Saved data entries
|---|
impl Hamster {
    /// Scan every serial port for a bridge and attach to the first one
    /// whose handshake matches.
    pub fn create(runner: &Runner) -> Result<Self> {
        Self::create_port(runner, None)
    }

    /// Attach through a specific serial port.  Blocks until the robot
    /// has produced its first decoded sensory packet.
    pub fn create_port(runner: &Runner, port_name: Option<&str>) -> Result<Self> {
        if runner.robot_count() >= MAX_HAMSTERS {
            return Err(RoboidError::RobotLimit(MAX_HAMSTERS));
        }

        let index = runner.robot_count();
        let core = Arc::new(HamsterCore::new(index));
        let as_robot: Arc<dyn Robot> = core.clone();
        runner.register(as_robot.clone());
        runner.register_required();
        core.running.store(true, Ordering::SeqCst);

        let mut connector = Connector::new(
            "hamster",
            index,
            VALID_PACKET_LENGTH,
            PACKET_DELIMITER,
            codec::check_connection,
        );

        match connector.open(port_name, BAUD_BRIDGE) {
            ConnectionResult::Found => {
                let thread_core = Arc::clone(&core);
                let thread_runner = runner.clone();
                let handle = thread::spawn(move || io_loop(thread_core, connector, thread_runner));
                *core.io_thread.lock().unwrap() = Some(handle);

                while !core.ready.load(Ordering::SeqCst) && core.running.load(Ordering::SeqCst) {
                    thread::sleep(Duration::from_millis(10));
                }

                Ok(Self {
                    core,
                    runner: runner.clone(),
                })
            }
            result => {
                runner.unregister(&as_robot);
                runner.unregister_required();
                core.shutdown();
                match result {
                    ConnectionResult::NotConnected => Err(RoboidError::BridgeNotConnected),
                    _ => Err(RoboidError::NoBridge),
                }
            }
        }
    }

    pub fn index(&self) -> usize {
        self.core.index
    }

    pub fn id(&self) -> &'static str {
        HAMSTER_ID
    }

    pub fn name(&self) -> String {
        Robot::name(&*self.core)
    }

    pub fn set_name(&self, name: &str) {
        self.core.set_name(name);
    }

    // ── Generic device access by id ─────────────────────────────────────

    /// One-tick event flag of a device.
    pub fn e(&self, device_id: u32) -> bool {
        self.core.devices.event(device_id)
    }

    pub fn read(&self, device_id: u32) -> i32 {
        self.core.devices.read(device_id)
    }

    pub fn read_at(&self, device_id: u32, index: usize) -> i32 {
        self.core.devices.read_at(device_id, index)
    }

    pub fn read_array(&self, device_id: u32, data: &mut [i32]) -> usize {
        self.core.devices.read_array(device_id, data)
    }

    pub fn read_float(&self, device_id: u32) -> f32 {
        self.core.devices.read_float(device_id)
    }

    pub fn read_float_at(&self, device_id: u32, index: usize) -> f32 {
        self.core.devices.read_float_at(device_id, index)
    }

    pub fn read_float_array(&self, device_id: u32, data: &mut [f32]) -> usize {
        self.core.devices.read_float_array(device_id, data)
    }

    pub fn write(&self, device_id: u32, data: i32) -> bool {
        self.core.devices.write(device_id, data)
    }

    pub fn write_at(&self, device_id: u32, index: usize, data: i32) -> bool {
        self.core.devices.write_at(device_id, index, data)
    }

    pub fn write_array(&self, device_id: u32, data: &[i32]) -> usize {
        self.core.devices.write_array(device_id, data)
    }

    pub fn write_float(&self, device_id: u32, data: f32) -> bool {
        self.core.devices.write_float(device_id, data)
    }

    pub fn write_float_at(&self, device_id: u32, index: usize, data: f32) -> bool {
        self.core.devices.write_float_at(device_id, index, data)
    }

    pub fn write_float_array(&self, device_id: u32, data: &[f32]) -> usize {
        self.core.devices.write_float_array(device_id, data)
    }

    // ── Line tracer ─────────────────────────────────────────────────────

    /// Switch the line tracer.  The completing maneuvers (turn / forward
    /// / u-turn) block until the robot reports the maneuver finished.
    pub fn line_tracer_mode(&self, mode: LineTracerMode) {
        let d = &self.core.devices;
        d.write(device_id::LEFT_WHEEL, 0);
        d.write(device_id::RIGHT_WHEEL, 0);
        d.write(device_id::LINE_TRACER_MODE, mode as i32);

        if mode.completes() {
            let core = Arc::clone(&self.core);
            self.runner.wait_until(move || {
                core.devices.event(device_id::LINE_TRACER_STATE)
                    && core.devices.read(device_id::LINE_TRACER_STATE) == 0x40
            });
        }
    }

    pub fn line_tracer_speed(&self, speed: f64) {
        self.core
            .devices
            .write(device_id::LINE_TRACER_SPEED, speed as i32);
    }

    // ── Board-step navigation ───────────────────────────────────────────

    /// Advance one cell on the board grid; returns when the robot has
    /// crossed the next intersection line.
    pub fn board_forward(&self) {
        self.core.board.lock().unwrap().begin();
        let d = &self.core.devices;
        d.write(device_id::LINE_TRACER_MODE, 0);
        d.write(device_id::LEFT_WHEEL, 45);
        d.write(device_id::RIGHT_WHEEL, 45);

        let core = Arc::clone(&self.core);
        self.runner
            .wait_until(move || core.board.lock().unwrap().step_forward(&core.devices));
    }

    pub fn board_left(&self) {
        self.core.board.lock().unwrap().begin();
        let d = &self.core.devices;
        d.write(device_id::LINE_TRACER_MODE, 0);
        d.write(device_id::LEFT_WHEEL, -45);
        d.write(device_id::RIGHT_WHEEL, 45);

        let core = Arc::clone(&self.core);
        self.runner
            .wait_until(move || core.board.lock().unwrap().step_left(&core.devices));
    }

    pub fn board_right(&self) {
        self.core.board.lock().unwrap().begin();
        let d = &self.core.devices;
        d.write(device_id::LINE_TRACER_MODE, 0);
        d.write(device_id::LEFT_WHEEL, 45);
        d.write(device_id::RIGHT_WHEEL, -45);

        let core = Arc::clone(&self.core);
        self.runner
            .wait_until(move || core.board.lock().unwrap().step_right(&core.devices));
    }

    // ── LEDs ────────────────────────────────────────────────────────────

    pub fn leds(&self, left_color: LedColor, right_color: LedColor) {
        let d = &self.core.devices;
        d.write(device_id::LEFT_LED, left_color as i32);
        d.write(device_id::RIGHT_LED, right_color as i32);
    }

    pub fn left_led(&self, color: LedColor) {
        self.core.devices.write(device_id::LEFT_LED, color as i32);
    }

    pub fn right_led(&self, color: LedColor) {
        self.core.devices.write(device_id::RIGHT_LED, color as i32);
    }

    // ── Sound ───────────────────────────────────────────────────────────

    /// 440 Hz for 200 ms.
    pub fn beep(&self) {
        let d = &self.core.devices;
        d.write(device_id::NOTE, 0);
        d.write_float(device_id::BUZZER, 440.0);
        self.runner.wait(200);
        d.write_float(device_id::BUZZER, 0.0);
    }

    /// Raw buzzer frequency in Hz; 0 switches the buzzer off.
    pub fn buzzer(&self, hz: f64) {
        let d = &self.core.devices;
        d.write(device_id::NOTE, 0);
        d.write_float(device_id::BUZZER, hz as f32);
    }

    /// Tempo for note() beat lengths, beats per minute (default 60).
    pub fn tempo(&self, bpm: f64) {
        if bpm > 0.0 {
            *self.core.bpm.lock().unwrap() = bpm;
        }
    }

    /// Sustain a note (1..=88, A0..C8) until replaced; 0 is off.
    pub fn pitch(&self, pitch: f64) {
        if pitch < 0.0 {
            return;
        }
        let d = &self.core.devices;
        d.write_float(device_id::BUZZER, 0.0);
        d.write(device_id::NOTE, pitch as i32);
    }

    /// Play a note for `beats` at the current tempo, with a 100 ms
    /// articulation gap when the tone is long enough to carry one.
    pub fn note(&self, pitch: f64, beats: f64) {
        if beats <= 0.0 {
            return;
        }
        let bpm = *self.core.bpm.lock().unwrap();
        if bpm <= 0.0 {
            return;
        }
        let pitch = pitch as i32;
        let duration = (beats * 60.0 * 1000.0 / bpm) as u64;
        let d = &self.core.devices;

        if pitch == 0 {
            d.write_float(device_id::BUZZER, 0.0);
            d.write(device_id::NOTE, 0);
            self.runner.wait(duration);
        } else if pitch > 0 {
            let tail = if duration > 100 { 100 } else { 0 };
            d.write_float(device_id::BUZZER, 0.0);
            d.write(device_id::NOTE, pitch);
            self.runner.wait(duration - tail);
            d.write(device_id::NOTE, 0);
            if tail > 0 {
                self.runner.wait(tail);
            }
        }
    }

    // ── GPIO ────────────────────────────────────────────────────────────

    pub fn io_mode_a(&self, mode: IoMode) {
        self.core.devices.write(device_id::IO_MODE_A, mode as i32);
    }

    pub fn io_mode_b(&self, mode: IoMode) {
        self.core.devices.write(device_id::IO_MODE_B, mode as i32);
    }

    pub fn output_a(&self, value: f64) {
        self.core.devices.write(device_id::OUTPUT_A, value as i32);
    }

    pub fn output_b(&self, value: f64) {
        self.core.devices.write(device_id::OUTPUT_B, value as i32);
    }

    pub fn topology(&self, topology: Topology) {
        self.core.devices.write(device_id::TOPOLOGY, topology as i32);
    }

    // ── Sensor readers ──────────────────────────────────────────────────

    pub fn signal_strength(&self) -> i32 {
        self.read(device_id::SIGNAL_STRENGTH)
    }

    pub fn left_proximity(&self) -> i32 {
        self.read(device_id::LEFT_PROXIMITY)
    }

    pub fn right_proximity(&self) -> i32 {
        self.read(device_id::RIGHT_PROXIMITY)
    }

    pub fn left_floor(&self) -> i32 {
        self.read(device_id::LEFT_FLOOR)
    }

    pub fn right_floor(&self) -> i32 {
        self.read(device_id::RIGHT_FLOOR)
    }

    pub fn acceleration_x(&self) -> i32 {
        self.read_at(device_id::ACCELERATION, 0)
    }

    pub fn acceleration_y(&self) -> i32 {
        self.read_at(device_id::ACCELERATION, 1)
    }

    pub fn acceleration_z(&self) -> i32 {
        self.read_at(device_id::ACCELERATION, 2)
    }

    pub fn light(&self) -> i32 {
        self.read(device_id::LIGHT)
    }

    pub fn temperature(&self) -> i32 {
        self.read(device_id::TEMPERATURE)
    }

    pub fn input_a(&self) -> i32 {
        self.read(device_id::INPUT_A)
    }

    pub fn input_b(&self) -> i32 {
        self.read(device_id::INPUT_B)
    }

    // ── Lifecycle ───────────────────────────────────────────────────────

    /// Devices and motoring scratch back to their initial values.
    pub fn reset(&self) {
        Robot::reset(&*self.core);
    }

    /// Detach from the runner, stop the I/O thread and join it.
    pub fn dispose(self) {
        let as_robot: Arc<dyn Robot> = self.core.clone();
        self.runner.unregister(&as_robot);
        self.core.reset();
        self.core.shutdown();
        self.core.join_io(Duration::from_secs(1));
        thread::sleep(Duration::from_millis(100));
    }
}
|---|
WORK INSTRUCTIONS: The answer must be every line from the records above that contains the word "ConnectionResult", copied out.

EXERCISE SOLUTION:
            ConnectionResult::Found => {
                    ConnectionResult::NotConnected => Err(RoboidError::BridgeNotConnected),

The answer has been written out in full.